Coextensive with this network of cellulose microfibrils and hemicelluloses is another cross-linked polysaccharide network based on pectins (see Figure 19-65). These are a heterogeneous group of branched polysaccharides that contain many negatively charged galacturonic acid residues. Because of their negative charge, pectins are highly hydrated and accompanied by a cloud of cations, resembling the glycosaminoglycans of animal cells in the large amount of space they occupy. When Ca 2+ is added to a solution of pectin molecules, it cross-links them to produce a semirigid gel (it is pectin that is added to fruit juice to make jelly). Certain pectins are particularly abundant in the middle lamella, the specialized central region of the wall that cements together the walls of adjacent cells, and such Ca 2+ cross-links are thought to help hold cell wall components together. Thus many plant tissues, if treated with a Ca 2+ chelating agent, dissociate into their constituent cells. Although covalent bonds also play a part in linking the different plant cell-wall components together, very little is known about their nature.

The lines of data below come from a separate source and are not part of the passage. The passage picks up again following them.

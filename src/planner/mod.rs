//! Shot planning: descriptor construction, quality heuristic and seek strategy selection

pub mod crf;
pub mod seek;
pub mod shots;

pub use crf::{compute_params, CrfHeuristic, HeuristicConfig};
pub use seek::{SeekConfig, SeekPlanner};
pub use shots::{ShotPlanConfig, ShotPlanner};

#[cfg(test)]
mod tests;
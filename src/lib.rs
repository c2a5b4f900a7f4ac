//! PerShot Library
//!
//! Content-adaptive per-shot video encoding: scene detection, per-shot CRF
//! selection, frame-accurate extraction, seamless reassembly and objective
//! quality reporting, driven through external ffmpeg/ffprobe processes.

pub mod adapters;
pub mod app;
pub mod cli;
pub mod config;
pub mod domain;
pub mod engine;
pub mod error;
pub mod output;
pub mod planner;
pub mod ports;
pub mod utils;

// Re-export commonly used types
pub use app::{EncodeInteractor, EncodeMode, EncodeRequest};
pub use config::AppConfig;
pub use domain::model::{QualityReport, RunReport, ShotDescriptor, SourceVideo};
pub use error::{PerShotError, PerShotResult};
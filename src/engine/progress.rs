//! Shared per-shot job table and progress accounting

use std::collections::BTreeMap;
use std::path::PathBuf;
use std::sync::Arc;
use std::time::Instant;

use tokio::sync::RwLock;
use tracing::{debug, info};

use crate::domain::model::{JobStatus, SeekStrategy, ShotJob, StrategyAttempt};
use crate::error::{PerShotError, PerShotResult};
use crate::utils::Utils;

/// Progress snapshot across all shots
#[derive(Debug, Clone, Copy, PartialEq, Eq, Default)]
pub struct ProgressCounts {
    pub total: usize,
    pub pending: usize,
    pub running: usize,
    pub encoded: usize,
    pub failed: usize,
}

/// Thread-safe table of shot jobs keyed by shot index.
/// Workers only touch their own entry; the orchestrator reads the whole table.
#[derive(Clone)]
pub struct JobTable {
    jobs: Arc<RwLock<BTreeMap<usize, ShotJob>>>,
    started: Instant,
}

impl JobTable {
    pub fn new(jobs: Vec<ShotJob>) -> Self {
        let jobs = jobs.into_iter().map(|job| (job.index(), job)).collect();
        Self {
            jobs: Arc::new(RwLock::new(jobs)),
            started: Instant::now(),
        }
    }

    pub async fn get(&self, index: usize) -> Option<ShotJob> {
        self.jobs.read().await.get(&index).cloned()
    }

    /// All jobs in index order
    pub async fn snapshot(&self) -> Vec<ShotJob> {
        self.jobs.read().await.values().cloned().collect()
    }

    /// Apply a lifecycle transition to one job
    pub async fn transition(&self, index: usize, next: JobStatus) -> PerShotResult<()> {
        self.update(index, |job| job.transition(next)).await?;
        debug!("Shot {} -> {:?}", index, next);
        Ok(())
    }

    /// Record the outcome of seek strategy attempts
    pub async fn record_extraction(
        &self,
        index: usize,
        strategy: Option<SeekStrategy>,
        attempts: Vec<StrategyAttempt>,
    ) -> PerShotResult<()> {
        self.update(index, |job| {
            job.extraction_strategy_used = strategy;
            job.attempts.extend(attempts);
            Ok(())
        })
        .await
    }

    /// Mark a job encoded with its artifact
    pub async fn complete(
        &self,
        index: usize,
        artifact: PathBuf,
        frame_count: u64,
        recovered: bool,
    ) -> PerShotResult<()> {
        self.update(index, |job| {
            job.transition(JobStatus::Encoded)?;
            job.output_artifact = Some(artifact);
            job.frame_count = Some(frame_count);
            job.recovered = recovered;
            Ok(())
        })
        .await?;
        self.log_progress().await;
        Ok(())
    }

    /// Mark a job failed, keeping the first failure cause
    pub async fn fail(&self, index: usize, cause: String) -> PerShotResult<()> {
        self.update(index, |job| {
            if job.status != JobStatus::Failed {
                job.transition(JobStatus::Failed)?;
            }
            job.output_artifact = None;
            job.frame_count = None;
            if job.failure.is_none() {
                job.failure = Some(cause);
            }
            Ok(())
        })
        .await
    }

    /// Put a failed job back to pending for another try
    pub async fn requeue(&self, index: usize) -> PerShotResult<()> {
        self.update(index, |job| {
            job.transition(JobStatus::Pending)?;
            job.extraction_strategy_used = None;
            Ok(())
        })
        .await
    }

    /// Count one whole-pipeline try of a job, returning the new count
    pub async fn begin_try(&self, index: usize) -> PerShotResult<u32> {
        let mut tries = 0;
        self.update(index, |job| {
            job.tries += 1;
            tries = job.tries;
            Ok(())
        })
        .await?;
        Ok(tries)
    }

    pub async fn counts(&self) -> ProgressCounts {
        let jobs = self.jobs.read().await;
        let mut counts = ProgressCounts {
            total: jobs.len(),
            ..ProgressCounts::default()
        };
        for job in jobs.values() {
            match job.status {
                JobStatus::Pending => counts.pending += 1,
                JobStatus::Encoded => counts.encoded += 1,
                JobStatus::Failed => counts.failed += 1,
                _ => counts.running += 1,
            }
        }
        counts
    }

    /// Indices of jobs not yet encoded
    pub async fn missing(&self) -> Vec<usize> {
        self.jobs
            .read()
            .await
            .values()
            .filter(|job| job.status != JobStatus::Encoded)
            .map(ShotJob::index)
            .collect()
    }

    async fn log_progress(&self) {
        let counts = self.counts().await;
        info!(
            "Shots encoded: {}/{} ({:.0}%), elapsed {}",
            counts.encoded,
            counts.total,
            Utils::calculate_progress(counts.encoded, counts.total),
            Utils::format_duration(self.started.elapsed())
        );
    }

    async fn update<F>(&self, index: usize, apply: F) -> PerShotResult<()>
    where
        F: FnOnce(&mut ShotJob) -> PerShotResult<()>,
    {
        let mut jobs = self.jobs.write().await;
        let job = jobs.get_mut(&index).ok_or_else(|| PerShotError::InvalidPlan {
            message: format!("no job for shot {}", index),
        })?;
        apply(job)
    }
}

In addition to the two polysaccharide-based networks that are present in all plant primary cell walls, there is a variable contribution from structural proteins. One class of proteins contains high levels of hydroxyproline, like collagen. These proteins are thought to strengthen the wall, and they are produced in greatly increased amounts as a local response to attack by microorganisms. During normal differentiation cells use structural proteins to modify local regions of their walls, as required to create the wide range of functionally specialized secondary walls characteristic of mature cell types (see Panel 1-1, pp. 18-19).

In order for a plant cell to grow or change its shape, the cell wall has to stretch or deform. But because of their crystalline structure, individual cellulose microfibrils are unable to stretch. Thus stretching or deformation of the cell wall must involve either the sliding of microfibrils past one another, or the separation of adjacent microfibrils, or both. As we discuss next, the direction in which the growing cell enlarges depends on the orientation of the strain-resisting cellulose microfibrils in the primary wall, which in turn depends on the orientation of microtubules in the underlying cell cortex at the time the wall was deposited.